## Exercise instructions
In the records below, pick out all lines containing the word "what".

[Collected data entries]

╭──

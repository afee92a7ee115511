//! Polymorphic record framing.
//!
//! A record is an offset tree anchored at its own start position: the header
//! holds self-relative offsets to the name string, one or two fixed
//! base-data blocks, an optional shape sub-record, and the type-specific
//! block.  The concrete layout is chosen by peeking the discriminator at its
//! fixed header offset *before* moving the cursor, so an unknown
//! discriminator fails without consuming a single byte.
//!
//! The write side mirrors the read side exactly: every offset the reader
//! consumed is reserved up front and back-filled once its block has been
//! emitted, and absent optional blocks fill their slot with the literal 0.

use serde::Serialize;

use crate::cursor::Cursor;
use crate::error::{FormatError, Result};
use crate::registry::{FormatVersion, ShapeRule, TypeDataRule, VariantRegistry};
use crate::writer::RelocatingWriter;

/// Byte offset of the discriminator within a record header (after the 8-byte
/// name offset).  Constant across all variants of a family, which is what
/// makes lookahead dispatch possible.
pub const DISCRIMINATOR_OFFSET: u64 = 8;

// ── Model ────────────────────────────────────────────────────────────────────

/// Fixed base-data block shared by every variant of a family.
#[derive(Debug, Clone, PartialEq, Serialize)]
pub struct BaseData {
    pub position:  [f32; 3],
    pub rotation:  [f32; 3],
    pub scale:     [f32; 3],
    pub entity_id: i32,
}

impl Default for BaseData {
    fn default() -> Self {
        Self {
            position:  [0.0; 3],
            rotation:  [0.0; 3],
            scale:     [1.0; 3],
            entity_id: -1,
        }
    }
}

/// Secondary base block carried by variants with render-group data.
#[derive(Debug, Clone, Copy, Default, PartialEq, Eq, Serialize)]
pub struct DrawGroups {
    pub draw:    u32,
    pub display: u32,
}

/// One polymorphic entry in a container.
///
/// `type_data_present` records whether a [`TypeDataRule::Flagged`] block was
/// present at read time, so the write side replays the same presence instead
/// of re-deriving it from the payload's field values.
#[derive(Debug, Clone, PartialEq, Serialize)]
pub struct Record<P> {
    pub name:              String,
    pub id:                i32,
    pub base:              BaseData,
    pub groups:            Option<DrawGroups>,
    pub shape:             Option<Shape>,
    pub type_data_present: bool,
    pub payload:           P,
}

// ── Shapes ───────────────────────────────────────────────────────────────────

/// Nested polymorphic shape sub-record, dispatched with the same
/// discriminator-peek technique as records, against its own small closed
/// enumeration.
#[derive(Debug, Clone, Copy, PartialEq, Serialize)]
pub enum Shape {
    Point,
    Circle { radius: f32 },
    Sphere { radius: f32 },
    Box { width: f32, depth: f32, height: f32 },
    Cylinder { radius: f32, height: f32 },
}

impl Shape {
    pub fn discriminator(&self) -> u32 {
        match self {
            Shape::Point           => 0,
            Shape::Circle { .. }   => 1,
            Shape::Sphere { .. }   => 2,
            Shape::Box { .. }      => 3,
            Shape::Cylinder { .. } => 4,
        }
    }

    pub fn read(cur: &mut Cursor) -> Result<Self> {
        let position = cur.position();
        let disc = cur.peek_u32_at(position)?;
        let shape = match disc {
            0 => { cur.read_u32()?; Shape::Point }
            1 => { cur.read_u32()?; Shape::Circle { radius: cur.read_f32()? } }
            2 => { cur.read_u32()?; Shape::Sphere { radius: cur.read_f32()? } }
            3 => {
                cur.read_u32()?;
                Shape::Box {
                    width:  cur.read_f32()?,
                    depth:  cur.read_f32()?,
                    height: cur.read_f32()?,
                }
            }
            4 => {
                cur.read_u32()?;
                Shape::Cylinder { radius: cur.read_f32()?, height: cur.read_f32()? }
            }
            _ => {
                return Err(FormatError::UnsupportedVariant {
                    position,
                    discriminator: disc,
                    family: "shape",
                })
            }
        };
        Ok(shape)
    }

    pub fn write(&self, w: &mut RelocatingWriter) -> Result<()> {
        w.write_u32(self.discriminator())?;
        match *self {
            Shape::Point => {}
            Shape::Circle { radius } | Shape::Sphere { radius } => w.write_f32(radius)?,
            Shape::Box { width, depth, height } => {
                w.write_f32(width)?;
                w.write_f32(depth)?;
                w.write_f32(height)?;
            }
            Shape::Cylinder { radius, height } => {
                w.write_f32(radius)?;
                w.write_f32(height)?;
            }
        }
        Ok(())
    }
}

// ── Read ─────────────────────────────────────────────────────────────────────

/// Convert a self-relative block offset to an absolute position, rejecting
/// zero and negative values with the record's declared type in the message.
fn require_offset(off: i64, anchor: u64, variant: &str, what: &str) -> Result<u64> {
    if off > 0 {
        Ok(anchor + off as u64)
    } else {
        Err(FormatError::StructuralMismatch {
            position: anchor,
            expected: format!("non-zero {what} offset in {variant} record"),
            found:    off.to_string(),
            context:  "record header",
        })
    }
}

/// Read one record at the cursor's position.
///
/// On an unknown discriminator the cursor has not moved: the lookahead is a
/// peek, so dispatch consumes zero bytes before failing.
pub fn read_record<R: VariantRegistry>(cur: &mut Cursor, reg: &R) -> Result<Record<R::Payload>> {
    let start = cur.position();
    let disc = cur.peek_u32_at(start + DISCRIMINATOR_OFFSET)?;
    let layout = reg.layout(disc).ok_or(FormatError::UnsupportedVariant {
        position:      start,
        discriminator: disc,
        family:        "record",
    })?;

    let name_offset = cur.read_i64()?;
    cur.assert_u32(&[disc], "record discriminator")?;
    let id = cur.read_i32()?;
    cur.assert_i32(&[0], "record header reserved field")?;
    let base_offset = cur.read_i64()?;
    let groups_offset = if layout.extra_base_block { Some(cur.read_i64()?) } else { None };
    let shape_offset = if layout.shape != ShapeRule::Never { Some(cur.read_i64()?) } else { None };
    let type_offset = cur.read_i64()?;

    let name_abs = require_offset(name_offset, start, layout.name, "name block")?;
    let name = cur.at(name_abs, |c| c.read_utf16())?;

    let base_abs = require_offset(base_offset, start, layout.name, "base data")?;
    let base = cur.at(base_abs, |c| {
        let position = c.read_vec3()?;
        let rotation = c.read_vec3()?;
        let scale = c.read_vec3()?;
        let entity_id = c.read_i32()?;
        c.assert_i32(&[0], "base block reserved field")?;
        Ok(BaseData { position, rotation, scale, entity_id })
    })?;

    let groups = match groups_offset {
        Some(off) => {
            let abs = require_offset(off, start, layout.name, "draw-group data")?;
            Some(cur.at(abs, |c| {
                let draw = c.read_u32()?;
                let display = c.read_u32()?;
                c.assert_u64(&[0], "draw-group reserved field")?;
                Ok(DrawGroups { draw, display })
            })?)
        }
        None => None,
    };

    let shape = match (layout.shape, shape_offset) {
        (ShapeRule::Never, _) => None,
        (ShapeRule::Optional, Some(0)) => None,
        (ShapeRule::Optional, Some(off)) | (ShapeRule::Always, Some(off)) => {
            let abs = require_offset(off, start, layout.name, "shape data")?;
            Some(cur.at(abs, Shape::read)?)
        }
        // Shape offset presence in the header follows the rule; these arms
        // are unreachable by construction.
        (_, None) => None,
    };

    let (payload, type_data_present) = match layout.type_data {
        TypeDataRule::Never | TypeDataRule::AlwaysZeroOffset => {
            if type_offset != 0 {
                return Err(FormatError::StructuralMismatch {
                    position: start,
                    expected: format!("zero type-data offset in {} record", layout.name),
                    found:    type_offset.to_string(),
                    context:  "record header",
                });
            }
            // The rule still mandates executing the read, against a
            // synthetic zero-length view.
            let mut empty = Cursor::new(&[], cur.endian());
            (reg.read_payload(disc, &mut empty)?, false)
        }
        TypeDataRule::Flagged => {
            if type_offset == 0 {
                let mut empty = Cursor::new(&[], cur.endian());
                (reg.read_payload(disc, &mut empty)?, false)
            } else {
                let abs = require_offset(type_offset, start, layout.name, "type data")?;
                (cur.at(abs, |c| reg.read_payload(disc, c))?, true)
            }
        }
        TypeDataRule::Always => {
            let abs = require_offset(type_offset, start, layout.name, "type data")?;
            (cur.at(abs, |c| reg.read_payload(disc, c))?, true)
        }
    };

    Ok(Record { name, id, base, groups, shape, type_data_present, payload })
}

// ── Write ────────────────────────────────────────────────────────────────────

/// Serialize one record at the writer's position.  `slot_prefix` namespaces
/// this record's offset slots so reservations can never alias across
/// records or containers.
pub fn write_record<R: VariantRegistry>(
    w: &mut RelocatingWriter,
    rec: &Record<R::Payload>,
    reg: &R,
    ver: &FormatVersion,
    slot_prefix: &str,
) -> Result<()> {
    let start = w.position();
    let disc = reg.discriminator_of(&rec.payload);
    let layout = reg.layout(disc).ok_or(FormatError::UnsupportedVariant {
        position:      start,
        discriminator: disc,
        family:        "record",
    })?;

    let name_slot = format!("{slot_prefix}.name");
    let base_slot = format!("{slot_prefix}.base");
    let groups_slot = format!("{slot_prefix}.groups");
    let shape_slot = format!("{slot_prefix}.shape");
    let type_slot = format!("{slot_prefix}.type");

    w.reserve_u64(&name_slot)?;
    w.write_u32(disc)?;
    w.write_i32(rec.id)?;
    w.write_i32(0)?;
    w.reserve_u64(&base_slot)?;
    if layout.extra_base_block {
        w.reserve_u64(&groups_slot)?;
    }
    if layout.shape != ShapeRule::Never {
        w.reserve_u64(&shape_slot)?;
    }
    w.reserve_u64(&type_slot)?;

    let rel = w.position() - start;
    w.fill_u64(&name_slot, rel)?;
    w.write_utf16(&rec.name)?;
    w.pad(ver.name_align);

    let rel = w.position() - start;
    w.fill_u64(&base_slot, rel)?;
    w.write_vec3(rec.base.position)?;
    w.write_vec3(rec.base.rotation)?;
    w.write_vec3(rec.base.scale)?;
    w.write_i32(rec.base.entity_id)?;
    w.write_i32(0)?;

    if layout.extra_base_block {
        let groups = rec.groups.ok_or_else(|| {
            FormatError::InternalConsistency(format!(
                "{} record {:?} is missing its draw-group block",
                layout.name, rec.name
            ))
        })?;
        let rel = w.position() - start;
        w.fill_u64(&groups_slot, rel)?;
        w.write_u32(groups.draw)?;
        w.write_u32(groups.display)?;
        w.write_u64(0)?;
    } else if rec.groups.is_some() {
        return Err(FormatError::InternalConsistency(format!(
            "{} record {:?} carries a draw-group block its variant does not declare",
            layout.name, rec.name
        )));
    }

    match (layout.shape, &rec.shape) {
        (ShapeRule::Never, None) => {}
        (ShapeRule::Never, Some(_)) => {
            return Err(FormatError::InternalConsistency(format!(
                "{} record {:?} carries a shape its variant does not declare",
                layout.name, rec.name
            )));
        }
        (ShapeRule::Optional, None) => w.fill_u64(&shape_slot, 0)?,
        (ShapeRule::Always, None) => {
            return Err(FormatError::InternalConsistency(format!(
                "{} record {:?} is missing its mandatory shape",
                layout.name, rec.name
            )));
        }
        (ShapeRule::Optional, Some(shape)) | (ShapeRule::Always, Some(shape)) => {
            let rel = w.position() - start;
            w.fill_u64(&shape_slot, rel)?;
            shape.write(w)?;
        }
    }

    match layout.type_data {
        TypeDataRule::Never | TypeDataRule::AlwaysZeroOffset => w.fill_u64(&type_slot, 0)?,
        TypeDataRule::Always => {
            let rel = w.position() - start;
            w.fill_u64(&type_slot, rel)?;
            reg.write_payload(&rec.payload, w)?;
        }
        TypeDataRule::Flagged => {
            if rec.type_data_present {
                let rel = w.position() - start;
                w.fill_u64(&type_slot, rel)?;
                reg.write_payload(&rec.payload, w)?;
            } else {
                w.fill_u64(&type_slot, 0)?;
            }
        }
    }

    Ok(())
}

╰──

## Expected answer
/// name offset).  Constant across all variants of a family, which is what
fn require_offset(off: i64, anchor: u64, variant: &str, what: &str) -> Result<u64> {
            expected: format!("non-zero {what} offset in {variant} record"),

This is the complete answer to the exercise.